At the beginning of October 2018, the Belgian authorities reported in the EU warning system RASFF that they had found an "unauthorised genetically modified bacterium (Bacillus subtilis) in vitamin B2 (feed) from the Netherlands". Vitamin B2 is mostly produced using genetically modified micro-organisms such as Bacillus subtilis. However, the purified vitamins are normally free of residues of the bacteria. Here they were not.
Repeated discovery of genetically manipulated bacteria
According to information from Foodwatch, “this year at least eight tons of the illegal vitamin B2 preparation from China contaminated with genetically modified bacteria have reached Europe via the Dutch feed manufacturer Trouw Nutrition”. And that wasn’t the first time. In 2014, German and British authorities already found genetically modified Bacillus subtilis in vitamin B2 granulate from China, which was intended for animal feed. The Chinese manufacturer had already applied for EU approval for its riboflavin feed additive in 2010. Subsequently, the laboratory of a member state proved that samples of the additive were contaminated with genetically modified bacteria from the production process. But only in September 2018 did the EU Commission withdraw the approval for the Chinese additive after the EU Food Safety Authority (EFSA) determined in March 2018 that the vitamin supplement posed a risk to animals, consumers and the environment. In its Prohibition Ordinance, the Commission reports in detail on the eight-year history and describes its hesitant actions.
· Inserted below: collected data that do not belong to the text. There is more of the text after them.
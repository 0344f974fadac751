//! Profile-type questionnaire: a short form whose later pages depend on the
//! modules the chosen profile type activates.

use serde_json::{Value, json};

use crate::catalog::{self, DEFAULT_MODULES, data};
use crate::error::FlowError;
use crate::onboarding::calculators::ProfileInputs;
use crate::onboarding::flow::{Flow, FlowBuilder, InputKind, OptionSource, StepDefinition, StepHook, StepId};
use crate::onboarding::persistence::RecordMapping;
use crate::onboarding::response::Answers;
use crate::onboarding::state::OnboardingState;
use crate::onboarding::validation::ValidationRule;

use super::t;

pub const QUESTIONNAIRE: &str = "questionnaire";

const MODULES_FIELD: &str = "active_modules";

/// Most primary goals a user may pick.
pub const MAX_PRIMARY_GOALS: usize = 3;

/// Minutes per day assumed for sport profiles that leave the field blank.
const DEFAULT_AVAILABLE_MINUTES: f64 = 30.0;

fn is_active(answers: &Answers, module: &str) -> bool {
    answers.list_contains(MODULES_FIELD, module)
}

fn after_goals(answers: &Answers) -> Option<StepId> {
    let next = if is_active(answers, "nutrition") {
        "dietary_preference"
    } else if is_active(answers, "sport") {
        "sport_selection"
    } else {
        "summary"
    };
    Some(next.to_string())
}

fn after_nutrition(answers: &Answers) -> Option<StepId> {
    let next = if is_active(answers, "sport") { "sport_selection" } else { "summary" };
    Some(next.to_string())
}

fn profile(answers: &Answers) -> ProfileInputs {
    let goals = answers.get_list("primary_goals").to_vec();
    ProfileInputs {
        age: answers.get_number("age").filter(|a| *a > 0.0).map(|a| a as u32),
        gender: answers.get_str("gender").map(str::to_string),
        lifestyle: answers.get_str("lifestyle").map(str::to_string),
        fitness_goal: goals.first().cloned(),
        goals,
        sport: answers.get_str("sport").map(str::to_string),
    }
}

fn fitness_goal(state: &OnboardingState) -> Value {
    let goal = state
        .answers
        .get_list("primary_goals")
        .first()
        .map_or("general", String::as_str);
    json!(goal)
}

/// Sport profiles get their answer (30 when blank or zero); others get 0.
fn available_time(state: &OnboardingState) -> Value {
    let answers = &state.answers;
    if !is_active(answers, "sport") {
        return json!(0);
    }
    let minutes = answers
        .get_number("available_time_per_day")
        .filter(|m| *m > 0.0)
        .unwrap_or(DEFAULT_AVAILABLE_MINUTES);
    json!(minutes.round() as i64)
}

fn record() -> RecordMapping {
    RecordMapping::new()
        .answer("profile_type", "profile_type")
        .computed("modules", |_| json!(DEFAULT_MODULES))
        .list_or("active_modules", MODULES_FIELD, &[])
        .answer("age", "age")
        .answer("gender", "gender")
        .answer("lifestyle", "lifestyle")
        .computed("available_time_per_day", available_time)
        .answer("fitness_experience", "fitness_experience")
        .list_or("primary_goals", "primary_goals", &[])
        .computed("fitness_goal", fitness_goal)
        .answer_or("motivation", "motivation", "")
        .answer_or("sport", "sport", "none")
        .answer("sport_position", "sport_position")
        .answer_or("sport_level", "sport_level", "recreational")
        .answer_or("training_frequency", "training_frequency", 0)
        .answer_or("season_period", "season_period", "off_season")
        .answer_or("dietary_preference", "dietary_preference", "omnivore")
        .list_or("food_allergies", "food_allergies", &[])
        .list_or("dietary_restrictions", "dietary_restrictions", &[])
        .list_or("food_dislikes", "food_dislikes", &[])
        .list_or("injuries", "injuries", &[])
        .computed("daily_calories", |state| json!(state.derived.daily_calories))
}

pub fn flow() -> Result<Flow, FlowError> {
    FlowBuilder::new(QUESTIONNAIRE, "profile_type", "completion")
        .step(
            StepDefinition::question("profile_type", t("Quel programme te ressemble ?", "Which program fits you?"), InputKind::SingleSelect)
                .options(catalog::choice_options(data::PROFILE_TYPES))
                .rule(ValidationRule::required(t("Choisis un type de profil", "Pick a profile type")))
                .hook(StepHook::ProfileType {
                    modules_field: MODULES_FIELD.into(),
                })
                .next_step("age"),
        )
        // ── Personal info ───────────────────────────────────────────
        .step(
            StepDefinition::question("age", t("Ton âge", "Your age"), InputKind::Number)
                .rule(ValidationRule::required(t("Ton âge est requis", "Your age is required")))
                .rule(ValidationRule::min(13.0, t("Tu dois avoir au moins 13 ans", "You must be at least 13")))
                .rule(ValidationRule::max(100.0, t("Âge invalide", "Invalid age")))
                .next_step("gender"),
        )
        .step(
            StepDefinition::question("gender", t("Genre", "Gender"), InputKind::SingleSelect)
                .options(catalog::choice_options(data::GENDERS))
                .rule(ValidationRule::required(t("Ton genre est requis", "Your gender is required")))
                .next_step("lifestyle"),
        )
        .step(
            StepDefinition::question("lifestyle", t("Mode de vie", "Lifestyle"), InputKind::SingleSelect)
                .options(catalog::choice_options(data::LIFESTYLES))
                .rule(ValidationRule::required(t("Ton mode de vie est requis", "Your lifestyle is required")))
                .next_step("fitness_experience"),
        )
        .step(
            StepDefinition::question("fitness_experience", t("Expérience sportive", "Training experience"), InputKind::SingleSelect)
                .options(catalog::choice_options(data::FITNESS_EXPERIENCE))
                .next_step("available_time"),
        )
        .step(
            StepDefinition::question("available_time", t("Temps disponible par jour (minutes)", "Time available per day (minutes)"), InputKind::Number)
                .rule(ValidationRule::min(0.0, t("Valeur invalide", "Invalid value")))
                .rule(ValidationRule::max(300.0, t("300 minutes maximum", "300 minutes at most")))
                .next_step("primary_goals"),
        )
        // ── Goals ───────────────────────────────────────────────────
        .step(
            StepDefinition::question("primary_goals", t("Tes objectifs principaux", "Your main goals"), InputKind::MultiSelect)
                .prompt(t("Jusqu'à 3 objectifs", "Up to 3 goals"))
                .option_source(OptionSource::ProfileGoals {
                    profile_field: "profile_type".into(),
                })
                .rule(ValidationRule::required(t("Choisis au moins un objectif", "Pick at least one goal")))
                .rule(ValidationRule::custom(
                    |r| r.as_list().is_none_or(|goals| goals.len() <= MAX_PRIMARY_GOALS),
                    t("3 objectifs maximum", "3 goals at most"),
                ))
                .next_step("motivation"),
        )
        .step(
            StepDefinition::question("motivation", t("Ta motivation", "Your motivation"), InputKind::Text)
                .rule(ValidationRule::max(500.0, t("500 caractères maximum", "500 characters at most")))
                .branch(&["dietary_preference", "sport_selection", "summary"], |_, answers| {
                    after_goals(answers)
                }),
        )
        // ── Nutrition ───────────────────────────────────────────────
        .step(
            StepDefinition::question("dietary_preference", t("Ton régime alimentaire", "Your diet"), InputKind::SingleSelect)
                .options(catalog::choice_options(data::DIETARY_PREFERENCES))
                .next_step("food_allergies"),
        )
        .step(
            StepDefinition::question("food_allergies", t("Allergies alimentaires", "Food allergies"), InputKind::MultiSelect)
                .options(catalog::choice_options(data::COMMON_ALLERGIES))
                .branch(&["sport_selection", "summary"], |_, answers| after_nutrition(answers)),
        )
        // ── Sport ───────────────────────────────────────────────────
        .step(
            StepDefinition::question("sport_selection", t("Ton sport", "Your sport"), InputKind::SingleSelect)
                .option_source(OptionSource::Sports)
                .hook(StepHook::SportSelection)
                .next_step("sport_position"),
        )
        .step(
            StepDefinition::question("sport_position", t("Ton poste", "Your position"), InputKind::SingleSelect)
                .option_source(OptionSource::SportPositions {
                    sport_field: "sport".into(),
                })
                .next_step("sport_level"),
        )
        .step(
            StepDefinition::question("sport_level", t("Ton niveau", "Your level"), InputKind::SingleSelect)
                .options(catalog::choice_options(data::SPORT_LEVELS))
                .next_step("training_frequency"),
        )
        .step(
            StepDefinition::question("training_frequency", t("Entraînements par semaine", "Sessions per week"), InputKind::Slider)
                .rule(ValidationRule::min(0.0, t("Valeur invalide", "Invalid value")))
                .rule(ValidationRule::max(14.0, t("14 séances maximum", "14 sessions at most")))
                .next_step("season_period"),
        )
        .step(
            StepDefinition::question("season_period", t("Période de la saison", "Season period"), InputKind::SingleSelect)
                .options(catalog::choice_options(data::SEASON_PERIODS))
                .next_step("summary"),
        )
        .step(StepDefinition::summary("summary", t("Ton profil", "Your profile")).next_step("completion"))
        .step(StepDefinition::confirmation("completion", t("Profil enregistré !", "Profile saved!")))
        .field("profile_type", "profile_type")
        .field("age", "age")
        .field("gender", "gender")
        .field("lifestyle", "lifestyle")
        .field("fitness_experience", "fitness_experience")
        .field("available_time", "available_time_per_day")
        .field("primary_goals", "primary_goals")
        .field("motivation", "motivation")
        .field("dietary_preference", "dietary_preference")
        .field("food_allergies", "food_allergies")
        .field("sport_selection", "sport")
        .field("sport_position", "sport_position")
        .field("sport_level", "sport_level")
        .field("training_frequency", "training_frequency")
        .field("season_period", "season_period")
        .estimated_minutes(5)
        .profile(profile)
        .always_estimate_calories()
        .record(record())
        .build()
}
Disregard for the risks for consumers
"It is shocking how the EU Commission not only ignores the health risks of genetically modified organisms, but also accepts the completely unnecessary spread of antibiotic resistance caused by illegal feed additives for years," explained Matthias Wolfschmidt, campaign director of Foodwatch. "The EU and the Ministry of Agriculture knowingly disregarded the health of consumers," Renate Künast, nutrition policy spokeswoman for the Green Party in the Bundestag, told Spiegel magazine. For Christoph Then, CEO of Testbiotech, the case shows "that the EU Commission is too negligent with the risks of genetically modified organisms. These bacteria had the opportunity to spread over years in the animal stables and pass on their resistance to other germs that pose a health risk.
The feed of organic animals may also contain added minerals and vitamins. However, these must be produced without genetic engineering. There is still enough non-GM vitamin B2 on the market, said the head of a large organic inspection body. But the supply is endangered. The German Federal Programme for Organic Agriculture is currently funding a joint project of the Research Institute of Organic Agriculture that is to develop new sources of vitamin B2.